BRIEF » Show each line of the data below that has the string "with" in it.

MATERIAL FOR THIS TASK »
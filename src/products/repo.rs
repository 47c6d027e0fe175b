use serde::{Deserialize, Serialize};
use serde_json::Value;
use time::OffsetDateTime;
use uuid::Uuid;

use crate::error::ApiError;
use crate::store::{Clause, Kind, Predicate, Store, Window};

/// Catalog item owned by one retailer. `ownerId` references the User acting
/// as retailer; the Retailer profile's `products` list is only a cache.
#[derive(Debug, Clone, Serialize, Deserialize)]
#[serde(rename_all = "camelCase")]
pub struct Product {
    pub id: Uuid,
    pub name: String,
    pub brand: String,
    pub category: String,
    #[serde(skip_serializing_if = "Option::is_none", default)]
    pub description: Option<String>,
    pub price: f64,
    pub city: String,
    pub area: String,
    #[serde(skip_serializing_if = "Option::is_none", default)]
    pub image: Option<String>,
    pub owner_id: Uuid,
    #[serde(with = "time::serde::rfc3339")]
    pub created_at: OffsetDateTime,
}

fn decode(doc: Value) -> Result<Product, ApiError> {
    Ok(serde_json::from_value(doc)?)
}

pub async fn list(
    store: &dyn Store,
    filter: &Predicate,
    window: &Window,
) -> Result<Vec<Product>, ApiError> {
    store
        .find(Kind::Product, filter, window)
        .await?
        .into_iter()
        .map(decode)
        .collect()
}

pub async fn find_by_id(store: &dyn Store, id: Uuid) -> Result<Option<Product>, ApiError> {
    match store.find_one(Kind::Product, &Predicate::by_id(id)).await? {
        Some(doc) => Ok(Some(decode(doc)?)),
        None => Ok(None),
    }
}

pub async fn find_by_owner(store: &dyn Store, owner: Uuid) -> Result<Vec<Product>, ApiError> {
    let filter = Predicate::new().with(Clause::IdEq("ownerId", owner));
    list(store, &filter, &Window::default()).await
}

/// Ids of products matching a filter, for the cross-entity offer queries.
pub async fn ids_matching(store: &dyn Store, filter: &Predicate) -> Result<Vec<Uuid>, ApiError> {
    Ok(list(store, filter, &Window::default())
        .await?
        .into_iter()
        .map(|p| p.id)
        .collect())
}

pub async fn insert(store: &dyn Store, product: &Product) -> Result<Product, ApiError> {
    let doc = store
        .insert(Kind::Product, serde_json::to_value(product)?)
        .await?;
    decode(doc)
}

pub async fn update(
    store: &dyn Store,
    id: Uuid,
    patch: Value,
) -> Result<Option<Product>, ApiError> {
    match store.update_by_id(Kind::Product, id, patch).await? {
        Some(doc) => Ok(Some(decode(doc)?)),
        None => Ok(None),
    }
}

pub async fn delete(store: &dyn Store, id: Uuid) -> Result<Option<Product>, ApiError> {
    match store.delete_by_id(Kind::Product, id).await? {
        Some(doc) => Ok(Some(decode(doc)?)),
        None => Ok(None),
    }
}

TASK RESULT »
    #[serde(with = "time::serde::rfc3339")]
    let filter = Predicate::new().with(Clause::IdEq("ownerId", owner));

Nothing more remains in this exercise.